Plus, just the organization of it all sounds like a nightmare. You have to have really great organization skills to track receipts for many years and not lose them.
Other Factors
There are other problems that come to mind with this whole strategy. Do you really want to wait for 20 or 30 years and then claim, say, $50,000 or more in medical expenses? This sends up smoke signals to the IRS to be audited. You are almost begging to be audited, and then you will have to prove out $50,000 in receipts for one year.
Meanwhile, if you were spending something like $1,500 per year on average in medical expenses using your HSA card, it would not be nearly as burdensome if you were audited the following year. It wouldn’t be as big of a deal if you couldn’t prove some of the expenses. Also, it would be much easier to possibly retrieve a receipt for something that just happened in the last two years or so.
Another factor is that it is just easier when you go to the doctor’s office to pay with your HSA card and to save the receipt. Again, if you are going to save receipts for many years or decades to be reimbursed later, you need exceptional organizational skills.

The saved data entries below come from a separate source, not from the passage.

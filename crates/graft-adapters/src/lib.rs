//! Infrastructure adapters for Graft.
//!
//! This crate implements the ports defined in `graft-core::application::ports`.
//! It contains all external dependencies and I/O operations.

pub mod blueprint_file;
pub mod disk;
pub mod process;

// Re-export commonly used adapters
pub use blueprint_file::{load_blueprint, load_blueprint_str};
pub use disk::{LocalDisk, MemoryDisk};
pub use process::{RecordingRunner, ShellRunner};
//! Application services - orchestrate use cases.
//!
//! Services coordinate the domain layer and ports to accomplish
//! high-level use cases like "execute a blueprint against a project".

pub mod executor;
pub mod orchestrator;

pub use executor::{BlueprintExecutor, ExecuteOptions, ExecutionReport, Phase};
pub use orchestrator::{ActionOutcome, Orchestrator};
//! Application layer for Graft.
//!
//! This layer contains:
//! - **Services**: Use case orchestration (BlueprintExecutor, Orchestrator)
//! - **Staging**: The write-buffering virtual filesystem executions run against
//! - **Ports**: Interface definitions (traits) for external dependencies
//! - **Errors**: Application-specific error types
//!
//! The application layer coordinates the domain layer but contains no
//! business logic itself. All business rules live in `crate::domain`.

pub mod error;
pub mod ports;
pub mod services;
pub mod staging;

// Re-export main services
pub use services::{
    ActionOutcome,
    BlueprintExecutor,
    ExecuteOptions,
    ExecutionReport,
    Orchestrator,
    Phase,
};

pub use staging::StagingFs;

// Re-export port traits (for adapter implementation)
pub use ports::{CommandOutput, CommandRequest, DiskIo, ProcessRunner};

pub use error::ApplicationError;
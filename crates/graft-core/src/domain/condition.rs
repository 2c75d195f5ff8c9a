//! Boolean condition expressions for action gating and `{{#if}}` blocks.
//!
//! Grammar, smallest-to-largest:
//!
//! ```text
//! operand    := string | number | true | false | null | path
//! unary      := "!" unary | operand
//! comparison := unary ( ("==" | "!=") unary )?
//! and        := comparison ( "&&" comparison )*
//! expr       := and ( "||" and )*
//! ```
//!
//! `!` binds tightest, then `==`/`!=`, then `&&`, then `||`. No parentheses,
//! no function calls, no arithmetic — conditions stay terminating and
//! side-effect-free by construction. String literals take single or double
//! quotes, without escape sequences.
//!
//! Paths resolve against the [`ExecutionContext`]; a missing path is `null`
//! (falsy, and `!=` anything non-null). Malformed input is a
//! [`DomainError::ConditionEvalError`], never a silent false.

use serde_json::Value;

use crate::domain::context::{ExecutionContext, truthy};
use crate::domain::error::DomainError;

/// Evaluate a condition expression against the context.
pub fn evaluate(expr: &str, ctx: &ExecutionContext) -> Result<bool, DomainError> {
    let tokens = tokenize(expr).map_err(|reason| DomainError::ConditionEvalError {
        expr: expr.to_owned(),
        reason,
    })?;

    let mut parser = Parser {
        tokens: &tokens,
        pos: 0,
        ctx,
    };
    let value = parser.expr().map_err(|reason| DomainError::ConditionEvalError {
        expr: expr.to_owned(),
        reason,
    })?;

    if parser.pos != tokens.len() {
        return Err(DomainError::ConditionEvalError {
            expr: expr.to_owned(),
            reason: format!("unexpected trailing input at token {}", parser.pos + 1),
        });
    }

    Ok(truthy(&value))
}

// ── Tokens ───────────────────────────────────────────────────────────────────

#[derive(Debug, Clone, PartialEq)]
enum Token {
    Bang,
    AndAnd,
    OrOr,
    EqEq,
    NotEq,
    Literal(Value),
    Path(String),
}

fn tokenize(expr: &str) -> Result<Vec<Token>, String> {
    let mut tokens = Vec::new();
    let chars: Vec<char> = expr.chars().collect();
    let mut i = 0;

    while i < chars.len() {
        let c = chars[i];
        match c {
            c if c.is_whitespace() => i += 1,
            '!' => {
                if chars.get(i + 1) == Some(&'=') {
                    tokens.push(Token::NotEq);
                    i += 2;
                } else {
                    tokens.push(Token::Bang);
                    i += 1;
                }
            }
            '=' => {
                if chars.get(i + 1) == Some(&'=') {
                    tokens.push(Token::EqEq);
                    i += 2;
                } else {
                    return Err("single '=' (use '==' for comparison)".into());
                }
            }
            '&' => {
                if chars.get(i + 1) == Some(&'&') {
                    tokens.push(Token::AndAnd);
                    i += 2;
                } else {
                    return Err("single '&' (use '&&')".into());
                }
            }
            '|' => {
                if chars.get(i + 1) == Some(&'|') {
                    tokens.push(Token::OrOr);
                    i += 2;
                } else {
                    return Err("single '|' (use '||')".into());
                }
            }
            '\'' | '"' => {
                let quote = c;
                let start = i + 1;
                let mut end = start;
                while end < chars.len() && chars[end] != quote {
                    end += 1;
                }
                if end == chars.len() {
                    return Err("unterminated string literal".into());
                }
                let text: String = chars[start..end].iter().collect();
                tokens.push(Token::Literal(Value::String(text)));
                i = end + 1;
            }
            c if c.is_ascii_digit() || c == '-' => {
                let start = i;
                i += 1;
                while i < chars.len() && (chars[i].is_ascii_digit() || chars[i] == '.') {
                    i += 1;
                }
                let text: String = chars[start..i].iter().collect();
                let value = if let Ok(n) = text.parse::<i64>() {
                    Value::from(n)
                } else if let Ok(f) = text.parse::<f64>() {
                    Value::from(f)
                } else {
                    return Err(format!("invalid number '{text}'"));
                };
                tokens.push(Token::Literal(value));
            }
            c if c.is_ascii_alphabetic() || c == '_' => {
                let start = i;
                while i < chars.len()
                    && (chars[i].is_ascii_alphanumeric() || chars[i] == '_' || chars[i] == '.')
                {
                    i += 1;
                }
                let text: String = chars[start..i].iter().collect();
                match text.as_str() {
                    "true" => tokens.push(Token::Literal(Value::Bool(true))),
                    "false" => tokens.push(Token::Literal(Value::Bool(false))),
                    "null" => tokens.push(Token::Literal(Value::Null)),
                    _ => tokens.push(Token::Path(text)),
                }
            }
            other => return Err(format!("unexpected character '{other}'")),
        }
    }

    if tokens.is_empty() {
        return Err("empty expression".into());
    }
    Ok(tokens)
}

// ── Parser / evaluator ───────────────────────────────────────────────────────

struct Parser<'a> {
    tokens: &'a [Token],
    pos: usize,
    ctx: &'a ExecutionContext,
}

impl Parser<'_> {
    fn peek(&self) -> Option<&Token> {
        self.tokens.get(self.pos)
    }

    fn expr(&mut self) -> Result<Value, String> {
        let mut result = truthy(&self.and()?);
        while self.peek() == Some(&Token::OrOr) {
            self.pos += 1;
            // No short-circuit skipping: operands are side-effect-free, so
            // evaluating both keeps error reporting uniform.
            let rhs = truthy(&self.and()?);
            result = result || rhs;
        }
        Ok(Value::Bool(result))
    }

    fn and(&mut self) -> Result<Value, String> {
        let mut result = truthy(&self.comparison()?);
        while self.peek() == Some(&Token::AndAnd) {
            self.pos += 1;
            let rhs = truthy(&self.comparison()?);
            result = result && rhs;
        }
        Ok(Value::Bool(result))
    }

    fn comparison(&mut self) -> Result<Value, String> {
        let left = self.unary()?;
        let negate = match self.peek() {
            Some(Token::EqEq) => false,
            Some(Token::NotEq) => true,
            _ => return Ok(left),
        };
        self.pos += 1;
        let right = self.unary()?;
        let equal = values_equal(&left, &right);
        Ok(Value::Bool(if negate { !equal } else { equal }))
    }

    fn unary(&mut self) -> Result<Value, String> {
        if self.peek() == Some(&Token::Bang) {
            self.pos += 1;
            let value = self.unary()?;
            return Ok(Value::Bool(!truthy(&value)));
        }
        self.operand()
    }

    fn operand(&mut self) -> Result<Value, String> {
        match self.tokens.get(self.pos) {
            Some(Token::Literal(value)) => {
                self.pos += 1;
                Ok(value.clone())
            }
            Some(Token::Path(path)) => {
                self.pos += 1;
                Ok(self.ctx.get(path).cloned().unwrap_or(Value::Null))
            }
            Some(other) => Err(format!("expected a value, found {other:?}")),
            None => Err("expected a value, found end of expression".into()),
        }
    }
}

/// Value equality with numbers compared numerically, so `1 == 1.0` holds
/// regardless of how the context encoded the number.
fn values_equal(a: &Value, b: &Value) -> bool {
    match (a, b) {
        (Value::Number(x), Value::Number(y)) => x.as_f64() == y.as_f64(),
        _ => a == b,
    }
}
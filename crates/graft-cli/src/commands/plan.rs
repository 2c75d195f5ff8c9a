//! Implementation of the `graft plan` command.
//!
//! Loads a blueprint, runs the pre-flight analyzer and prints what `apply`
//! would do, without ever constructing an executor.

use serde_json::json;
use tracing::instrument;

use graft_adapters::LocalDisk;
use graft_core::domain::analyze;
use graft_core::prelude::*;

use crate::{
    cli::{OutputFormat, PlanArgs},
    commands,
    config::AppConfig,
    error::{CliError, CliResult},
    output::OutputManager,
};

/// Widest action discriminant (`merge-structured-data`), used to align the
/// target column.
const KIND_COLUMN: usize = 21;

#[instrument(skip_all, fields(blueprint = %args.blueprint.display()))]
pub fn execute(args: PlanArgs, config: AppConfig, output: OutputManager) -> CliResult<()> {
    let blueprint_path = commands::resolve_blueprint_path(&args.blueprint, &config);
    let blueprint = commands::load(&blueprint_path)?;
    let footprint = analyze(&blueprint);

    // Optional presence probe: with --project, each required path is checked
    // against the real tree so the plan shows what exists already.
    let disk = match &args.project {
        Some(dir) => {
            if !dir.is_dir() {
                return Err(CliError::ProjectDirMissing { path: dir.clone() });
            }
            Some(LocalDisk::new(dir))
        }
        None => None,
    };

    if output.format() == OutputFormat::Json {
        let payload = plan_json(&blueprint, &footprint, disk.as_ref());
        let rendered = serde_json::to_string_pretty(&payload).map_err(|e| {
            CliError::Core(GraftError::Internal {
                message: format!("plan serialization failed: {e}"),
            })
        })?;
        println!("{rendered}");
        return Ok(());
    }

    output.header(&format!(
        "Plan for '{}' ({} actions)",
        blueprint.name,
        blueprint.actions.len()
    ))?;
    for (index, action) in blueprint.actions.iter().enumerate() {
        output.print(&describe_action(index, action))?;
    }

    output.print("")?;
    output.header(&format!("Footprint ({} files)", footprint.required.len()))?;
    for path in &footprint.required {
        output.print(&describe_path(path, &footprint, disk.as_ref()))?;
    }

    output.print("")?;
    output.info("Plan only: nothing was staged or written")?;
    Ok(())
}

// ── Rendering ─────────────────────────────────────────────────────────────────

/// One plan line: `  3. enhance-source-file    src/main.tsx  [if project.hasApi]`
fn describe_action(index: usize, action: &Action) -> String {
    let target = match (&action.kind, action.kind.target_path()) {
        (ActionKind::RunCommand { command, .. }, _) => format!("$ {command}"),
        (_, Some(path)) => path.as_str().to_string(),
        (_, None) => String::new(),
    };
    let mut line = format!(
        "  {:>2}. {:<width$} {}",
        index + 1,
        action.kind.name(),
        target,
        width = KIND_COLUMN
    );
    if let Some(condition) = &action.condition {
        line.push_str(&format!("  [if {condition}]"));
    }
    line.trim_end().to_string()
}

fn describe_path(path: &RelativePath, footprint: &Footprint, disk: Option<&LocalDisk>) -> String {
    let mut notes = Vec::new();
    if footprint.contextual.contains(path) {
        notes.push("contextual");
    }
    if let Some(disk) = disk {
        notes.push(if disk.exists(path.as_path()) {
            "present"
        } else {
            "new"
        });
    }
    if notes.is_empty() {
        format!("  {path}")
    } else {
        format!("  {path}  ({})", notes.join(", "))
    }
}

fn plan_json(
    blueprint: &Blueprint,
    footprint: &Footprint,
    disk: Option<&LocalDisk>,
) -> serde_json::Value {
    let probe = |path: &RelativePath| match disk {
        Some(disk) => json!(disk.exists(path.as_path())),
        None => json!(null),
    };
    json!({
        "blueprint_id": blueprint.id,
        "name": blueprint.name,
        "actions": blueprint
            .actions
            .iter()
            .map(|action| json!({
                "type": action.kind.name(),
                "target": action.kind.target_path().map(|p| p.as_str()),
                "condition": action.condition,
            }))
            .collect::<Vec<_>>(),
        "footprint": {
            "required": footprint
                .required
                .iter()
                .map(|p| json!({ "path": p.as_str(), "present": probe(p) }))
                .collect::<Vec<_>>(),
            "contextual": footprint
                .contextual
                .iter()
                .map(|p| p.as_str())
                .collect::<Vec<_>>(),
        },
    })
}

// ── Tests ─────────────────────────────────────────────────────────────────────

#[cfg(test)]
mod tests {
    use super::*;

    fn create(path: &str) -> Action {
        Action::new(ActionKind::CreateFile {
            path: path.into(),
            content: String::new(),
            overwrite: false,
        })
    }

    #[test]
    fn action_lines_show_index_kind_and_target() {
        let line = describe_action(0, &create("src/routes.tsx"));
        assert_eq!(line, "   1. create-file           src/routes.tsx");
    }

    #[test]
    fn run_command_lines_show_the_command() {
        let action = Action::new(ActionKind::RunCommand {
            command: "npm install".into(),
            cwd: None,
            timeout_secs: None,
        });
        let line = describe_action(3, &action);
        assert!(line.contains("$ npm install"), "line: {line}");
        assert!(line.starts_with("   4. run-command"));
    }

    #[test]
    fn conditions_render_as_a_suffix() {
        let action = create("src/api.ts").with_condition("project.hasApi");
        let line = describe_action(1, &action);
        assert!(line.ends_with("[if project.hasApi]"), "line: {line}");
    }

    #[test]
    fn contextual_paths_are_annotated() {
        let blueprint = Blueprint::builder()
            .id("bp")
            .name("Bp")
            .contextual_file("src/main.tsx")
            .action(create("src/routes.tsx"))
            .build()
            .unwrap();
        let footprint = analyze(&blueprint);
        let line = describe_path(&RelativePath::new("src/main.tsx"), &footprint, None);
        assert_eq!(line, "  src/main.tsx  (contextual)");
        let plain = describe_path(&RelativePath::new("src/routes.tsx"), &footprint, None);
        assert_eq!(plain, "  src/routes.tsx");
    }

    #[test]
    fn plan_json_carries_actions_and_footprint() {
        let blueprint = Blueprint::builder()
            .id("bp")
            .name("Bp")
            .action(create("a.txt"))
            .build()
            .unwrap();
        let footprint = analyze(&blueprint);
        let payload = plan_json(&blueprint, &footprint, None);
        assert_eq!(payload["blueprint_id"], "bp");
        assert_eq!(payload["actions"][0]["type"], "create-file");
        assert_eq!(payload["footprint"]["required"][0]["path"], "a.txt");
        assert_eq!(payload["footprint"]["required"][0]["present"], json!(null));
    }
}
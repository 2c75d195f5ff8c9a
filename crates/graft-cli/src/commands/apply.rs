//! Implementation of the `graft apply` command.
//!
//! Responsibility: translate CLI arguments into an execution context, call
//! the core executor, and display the report. No mutation logic lives here.

use std::path::{Path, PathBuf};
use std::time::Duration;

use serde_json::Value;
use tracing::{debug, info, instrument};

use graft_adapters::{LocalDisk, ShellRunner};
use graft_core::prelude::*;

use crate::{
    cli::{ApplyArgs, OutputFormat, global::GlobalArgs},
    commands,
    config::AppConfig,
    error::{CliError, CliResult, IntoCli as _},
    output::OutputManager,
};

/// Execute the `graft apply` command.
///
/// Dispatch sequence:
/// 1. Parse `-p` parameters (fail fast on malformed input)
/// 2. Resolve and load the blueprint
/// 3. Resolve the project directory and build the execution context
/// 4. Confirm with user unless `--yes`, `--quiet`, `--dry-run` or JSON mode
/// 5. Execute through the core engine (staging, actions, commit)
/// 6. Render the report and map a failed report to an exit code
#[instrument(skip_all, fields(blueprint = %args.blueprint.display()))]
pub fn execute(
    args: ApplyArgs,
    global: GlobalArgs,
    config: AppConfig,
    output: OutputManager,
) -> CliResult<()> {
    let json_mode = output.format() == OutputFormat::Json;

    // 1. Parse parameters before anything touches the filesystem.
    let params = parse_params(&args.params)?;

    // 2. Load the blueprint.
    let blueprint_path = commands::resolve_blueprint_path(&args.blueprint, &config);
    let blueprint = commands::load(&blueprint_path)?;

    // 3. Project directory + execution context.
    let project_root = resolve_project_root(args.project.as_deref(), &config)?;
    let project_name = project_leaf_name(&project_root);
    let context = build_context(&project_name, &project_root, params);

    debug!(
        blueprint = %blueprint.id,
        project = %project_root.display(),
        actions = blueprint.actions.len(),
        "apply resolved"
    );

    // 4. Show configuration and confirm.
    if !args.yes && !args.dry_run && !global.quiet && !json_mode {
        show_configuration(&blueprint, &project_root, &args, &output)?;
        if !confirm()? {
            return Err(CliError::Cancelled);
        }
    }

    // 5. Execute.
    let executor = BlueprintExecutor::new(
        Box::new(LocalDisk::new(&project_root)),
        Box::new(ShellRunner::new(&project_root)),
    );
    let options = ExecuteOptions {
        dry_run: args.dry_run,
        command_timeout: Duration::from_secs(
            args.timeout.unwrap_or(config.defaults.command_timeout_secs),
        ),
    };

    info!(blueprint = %blueprint.id, dry_run = args.dry_run, "execution started");

    let spinner = start_spinner(&blueprint.name, &output);
    let result = executor.execute(&blueprint, &context, options);
    if let Some(bar) = spinner {
        bar.finish_and_clear();
    }

    // Err here means the blueprint failed validation before anything ran;
    // execution failures come back inside the report.
    let report = result.map_err(CliError::Core)?;

    info!(
        blueprint = %report.blueprint_id,
        success = report.success,
        applied = report.actions_applied,
        skipped = report.actions_skipped,
        "execution finished"
    );

    // 6. Render + exit mapping.
    if json_mode {
        let json = serde_json::to_string_pretty(&report).map_err(|e| {
            CliError::Core(GraftError::Internal {
                message: format!("report serialization failed: {e}"),
            })
        })?;
        println!("{json}");
    } else {
        render_report(&report, &output)?;
    }

    if !report.success {
        return Err(CliError::ExecutionFailed {
            blueprint: report.blueprint_id.clone(),
            summary: report
                .errors
                .first()
                .cloned()
                .unwrap_or_else(|| "execution aborted".into()),
        });
    }

    if !json_mode && !global.quiet && !report.dry_run {
        output.print("")?;
        output.print("Next steps:")?;
        output.print("  git diff    # review what was grafted")?;
    }

    Ok(())
}

// ── Parameter parsing ─────────────────────────────────────────────────────────

/// Split each `-p KEY=VALUE` pair and parse the value.
fn parse_params(pairs: &[String]) -> CliResult<Vec<(String, Value)>> {
    pairs
        .iter()
        .map(|pair| {
            let (key, raw) = pair.split_once('=').ok_or_else(|| CliError::InvalidParam {
                param: pair.clone(),
                reason: "expected KEY=VALUE".into(),
            })?;
            if key.trim().is_empty() {
                return Err(CliError::InvalidParam {
                    param: pair.clone(),
                    reason: "key is empty".into(),
                });
            }
            Ok((key.to_string(), parse_value(raw)))
        })
        .collect()
}

/// `true`, `3`, `null` and friends become JSON values; anything that does
/// not parse stays a string.
fn parse_value(raw: &str) -> Value {
    serde_json::from_str(raw).unwrap_or_else(|_| Value::String(raw.to_string()))
}

// ── Project resolution ────────────────────────────────────────────────────────

fn resolve_project_root(project: Option<&Path>, config: &AppConfig) -> CliResult<PathBuf> {
    let dir = project
        .map(Path::to_path_buf)
        .or_else(|| config.defaults.project_dir.clone())
        .unwrap_or_else(|| PathBuf::from("."));

    if !dir.is_dir() {
        return Err(CliError::ProjectDirMissing { path: dir });
    }

    // project.root must be absolute for blueprints that interpolate it.
    dir.canonicalize()
        .with_cli_context(|| format!("resolving project directory '{}'", dir.display()))
}

fn project_leaf_name(root: &Path) -> String {
    root.file_name()
        .and_then(|n| n.to_str())
        .unwrap_or("project")
        .to_string()
}

fn build_context(name: &str, root: &Path, params: Vec<(String, Value)>) -> ExecutionContext {
    let mut context = ExecutionContext::new()
        .with_value("project.name", name)
        .with_value("project.root", root.display().to_string());
    // Caller parameters land last so they can override the derived values.
    for (key, value) in params {
        context = context.with_value(&key, value);
    }
    context
}

// ── UI helpers ────────────────────────────────────────────────────────────────

fn show_configuration(
    blueprint: &Blueprint,
    project_root: &Path,
    args: &ApplyArgs,
    out: &OutputManager,
) -> CliResult<()> {
    out.header("Configuration")?;
    out.print(&format!(
        "  Blueprint:  {} ({})",
        blueprint.name, blueprint.id
    ))?;
    if let Some(description) = &blueprint.description {
        out.print(&format!("  About:      {description}"))?;
    }
    out.print(&format!("  Project:    {}", project_root.display()))?;
    out.print(&format!("  Actions:    {}", blueprint.actions.len()))?;
    if !args.params.is_empty() {
        out.print(&format!("  Parameters: {}", args.params.join(", ")))?;
    }
    out.print("")?;
    Ok(())
}

#[cfg(feature = "interactive")]
fn confirm() -> CliResult<bool> {
    dialoguer::Confirm::new()
        .with_prompt("Continue?")
        .default(true)
        .interact()
        .map_err(|e| match e {
            dialoguer::Error::IO(source) => CliError::IoError {
                message: "failed to read confirmation input".into(),
                source,
            },
        })
}

#[cfg(not(feature = "interactive"))]
fn confirm() -> CliResult<bool> {
    use std::io::{self, Write};

    print!("Continue? [Y/n] ");
    io::stdout().flush().map_err(|e| CliError::IoError {
        message: "failed to flush stdout".into(),
        source: e,
    })?;

    let mut input = String::new();
    io::stdin()
        .read_line(&mut input)
        .map_err(|e| CliError::IoError {
            message: "failed to read confirmation input".into(),
            source: e,
        })?;

    let input = input.trim().to_ascii_lowercase();
    Ok(input.is_empty() || input == "y" || input == "yes")
}

fn start_spinner(name: &str, output: &OutputManager) -> Option<indicatif::ProgressBar> {
    if output.format() != OutputFormat::Human || output.is_quiet() || !output.supports_color() {
        return None;
    }
    let bar = indicatif::ProgressBar::new_spinner();
    bar.set_message(format!("Applying '{name}'..."));
    bar.enable_steady_tick(Duration::from_millis(80));
    Some(bar)
}

fn render_report(report: &ExecutionReport, out: &OutputManager) -> CliResult<()> {
    for warning in &report.warnings {
        out.warning(warning)?;
    }
    for error in &report.errors {
        out.error(error)?;
    }

    if report.dry_run {
        for path in &report.files_written {
            out.print(&format!("  would write {}", path.display()))?;
        }
        for command in &report.commands {
            out.print(&format!("  would run   {command}"))?;
        }
    } else {
        for path in &report.files_written {
            out.print(&format!("  wrote {}", path.display()))?;
        }
        for command in &report.commands {
            out.print(&format!("  ran   {command}"))?;
        }
    }

    if report.success {
        if report.dry_run {
            out.info(&format!(
                "Rehearsal finished: {} actions applied, {} skipped; nothing was written",
                report.actions_applied, report.actions_skipped,
            ))?;
        } else {
            out.success(&format!(
                "Blueprint '{}' applied: {} actions, {} files written",
                report.blueprint_id,
                report.actions_applied,
                report.files_written.len(),
            ))?;
        }
    } else if report.is_partial_commit() {
        out.error(
            "The project holds a partial set of changes; review the written files before re-running",
        )?;
    }

    Ok(())
}

// ── Tests ─────────────────────────────────────────────────────────────────────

If you aren’t maxing out your pre-tax accounts, there is no point to this strategy, as discussed above. If you are maxing everything out, you are probably in a position where you don’t need this headache anyway. Just take the money now. If you still want to invest it, put it in a regular brokerage account. You won’t get the tax benefit with your investment returns, but you will have easy access to your money, which isn’t always the case with a 401k plan. And you don’t have to use it for medical expenses.
In order to employ this strategy of saving your receipts to get reimbursed in the distant future, you should have a strong cash flow outside of pre-tax accounts while also maxing out contributions to your pre-tax accounts. Most people aren’t in this position.
If you are in this position, you are already doing extraordinarily well. Why give yourself these possible headaches for the possibility of a few extra tax-free bucks?